• The problem: Copy out each line of the entries below in which the string "crate" appears.

Items from a data source:
________________________________________

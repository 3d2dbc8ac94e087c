use std::collections::BTreeMap;
use std::path::PathBuf;

use serde::Serialize;

use crate::dispatch::{FilePart, FormData};
use crate::error::{Error, Result};
use crate::notify::FlashBoard;
use crate::render::{ColumnSpec, Table};

pub type Selector = &'static str;

#[derive(Clone, Debug, Default, PartialEq, Eq, Serialize)]
pub struct Control {
    pub spinner_visible: bool,
    /// Number of show / hide toggles received.
    pub shown: u32,
    pub hidden: u32,
}

#[derive(Clone, Debug, Default, PartialEq, Serialize)]
pub struct Form {
    pub fields: BTreeMap<String, String>,
    #[serde(skip)]
    pub file: Option<FilePart>,
}

impl Form {
    pub fn set(&mut self, name: &str, value: &str) {
        self.fields.insert(name.to_string(), value.to_string());
    }

    pub fn attach(&mut self, field: &str, file_name: &str, bytes: Vec<u8>) {
        self.file = Some(FilePart {
            field: field.to_string(),
            file_name: file_name.to_string(),
            bytes,
        });
    }

    pub fn reset(&mut self) {
        self.fields.clear();
        self.file = None;
    }

    pub fn is_empty(&self) -> bool {
        self.fields.is_empty() && self.file.is_none()
    }

    pub fn to_form_data(&self) -> FormData {
        let mut data = FormData::new();
        for (name, value) in &self.fields {
            data = data.text(name, value);
        }
        if let Some(file) = &self.file {
            data = data.file(&file.field, &file.file_name, file.bytes.clone());
        }
        data
    }
}

/// A container shown only while its table has rows.
#[derive(Clone, Debug, PartialEq, Eq, Serialize)]
pub struct Section {
    pub table: Selector,
    pub visible: bool,
}

#[derive(Clone, Debug, PartialEq, Eq, Serialize)]
pub struct Download {
    pub url: String,
    pub path: PathBuf,
}

#[derive(Debug, Default, Serialize)]
pub struct Page {
    pub tables: BTreeMap<Selector, Table>,
    pub sections: BTreeMap<Selector, Section>,
    pub images: BTreeMap<Selector, String>,
    pub controls: BTreeMap<Selector, Control>,
    pub forms: BTreeMap<Selector, Form>,
    pub checkboxes: BTreeMap<Selector, bool>,
    pub modals: BTreeMap<Selector, bool>,
    pub texts: BTreeMap<String, String>,
    pub flash: FlashBoard,
    pub downloads: Vec<Download>,
    #[serde(skip)]
    last_cache_buster: i64,
}

impl Page {
    pub fn new(flash: FlashBoard) -> Self {
        Self {
            flash,
            ..Self::default()
        }
    }

    pub fn mount_table(&mut self, selector: Selector, columns: &[ColumnSpec]) {
        self.tables
            .entry(selector)
            .or_insert_with(|| Table::new(columns));
    }

    pub fn mount_section(&mut self, selector: Selector, table: Selector) {
        self.sections.entry(selector).or_insert(Section {
            table,
            visible: false,
        });
    }

    pub fn mount_image(&mut self, selector: Selector, src: &str) {
        self.images
            .entry(selector)
            .or_insert_with(|| src.to_string());
    }

    pub fn mount_control(&mut self, selector: Selector) {
        self.controls.entry(selector).or_default();
    }

    pub fn mount_form(&mut self, selector: Selector) {
        self.forms.entry(selector).or_default();
    }

    pub fn mount_checkbox(&mut self, selector: Selector) {
        self.checkboxes.entry(selector).or_insert(false);
    }

    pub fn mount_modal(&mut self, selector: Selector) {
        self.modals.entry(selector).or_insert(false);
    }

    pub fn table(&self, selector: &str) -> Option<&Table> {
        self.tables.get(selector)
    }

    pub fn table_len(&self, selector: &str) -> usize {
        self.table(selector).map(Table::len).unwrap_or(0)
    }

    pub fn table_mut(&mut self, selector: &str) -> Option<&mut Table> {
        self.tables.get_mut(selector)
    }

    pub fn clear_table(&mut self, selector: &str) {
        if let Some(table) = self.tables.get_mut(selector) {
            table.clear();
        }
    }

    pub fn is_section_visible(&self, selector: &str) -> bool {
        self.sections
            .get(selector)
            .map(|section| section.visible)
            .unwrap_or(false)
    }

    pub fn image_src(&self, selector: &str) -> Option<&str> {
        self.images.get(selector).map(String::as_str)
    }

    pub fn set_image_src(&mut self, selector: Selector, src: String) {
        self.images.insert(selector, src);
    }

    pub fn control(&self, selector: &str) -> Option<&Control> {
        self.controls.get(selector)
    }

    pub fn control_mut(&mut self, selector: Selector) -> &mut Control {
        self.controls.entry(selector).or_default()
    }

    pub fn form(&self, selector: &str) -> Option<&Form> {
        self.forms.get(selector)
    }

    pub fn form_mut(&mut self, selector: &str) -> Result<&mut Form> {
        self.forms
            .get_mut(selector)
            .ok_or_else(|| Error::UnknownForm(selector.to_string()))
    }

    pub fn set_checked(&mut self, selector: Selector, checked: bool) {
        self.checkboxes.insert(selector, checked);
    }

    pub fn is_checked(&self, selector: &str) -> bool {
        self.checkboxes.get(selector).copied().unwrap_or(false)
    }

    pub fn open_modal(&mut self, selector: Selector) {
        self.modals.insert(selector, true);
    }

    pub fn close_modal(&mut self, selector: Selector) {
        self.modals.insert(selector, false);
    }

    pub fn is_modal_open(&self, selector: &str) -> bool {
        self.modals.get(selector).copied().unwrap_or(false)
    }

    pub fn open_modals(&self) -> impl Iterator<Item = Selector> + '_ {
        self.modals
            .iter()
            .filter(|(_, open)| **open)
            .map(|(selector, _)| *selector)
    }

    pub fn set_text(&mut self, slot: &str, value: String) {
        self.texts.insert(slot.to_string(), value);
    }

    pub fn text(&self, slot: &str) -> Option<&str> {
        self.texts.get(slot).map(String::as_str)
    }

    /// Millisecond timestamp for image urls, strictly increasing within the
    /// page even when two refreshes land in the same millisecond.
    pub fn next_cache_buster(&mut self, now_ms: i64) -> i64 {
        let value = now_ms.max(self.last_cache_buster + 1);
        self.last_cache_buster = value;
        value
    }
}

________________________________________

• Response:
use crate::dispatch::{FilePart, FormData};
use crate::error::{Error, Result};
use crate::notify::FlashBoard;
use crate::render::{ColumnSpec, Table};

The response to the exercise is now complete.